Please filter the entries and return only the lines that include "ApiError".

[Stored data]
++++++++
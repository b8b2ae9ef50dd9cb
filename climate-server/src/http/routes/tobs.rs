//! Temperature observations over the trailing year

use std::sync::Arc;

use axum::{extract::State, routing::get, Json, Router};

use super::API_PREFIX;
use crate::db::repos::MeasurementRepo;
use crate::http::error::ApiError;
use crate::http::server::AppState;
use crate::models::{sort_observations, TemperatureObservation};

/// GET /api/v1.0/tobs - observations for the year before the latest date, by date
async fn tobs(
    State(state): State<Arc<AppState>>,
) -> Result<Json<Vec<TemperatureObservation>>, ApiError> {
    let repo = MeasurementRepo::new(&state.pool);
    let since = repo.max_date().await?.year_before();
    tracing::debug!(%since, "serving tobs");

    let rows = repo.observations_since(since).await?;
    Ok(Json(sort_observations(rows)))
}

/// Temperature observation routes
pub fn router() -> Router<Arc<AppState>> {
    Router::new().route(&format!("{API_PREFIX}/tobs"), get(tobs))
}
++++++++
◆ **TASK ANSWER**:
use crate::http::error::ApiError;
) -> Result<Json<Vec<TemperatureObservation>>, ApiError> {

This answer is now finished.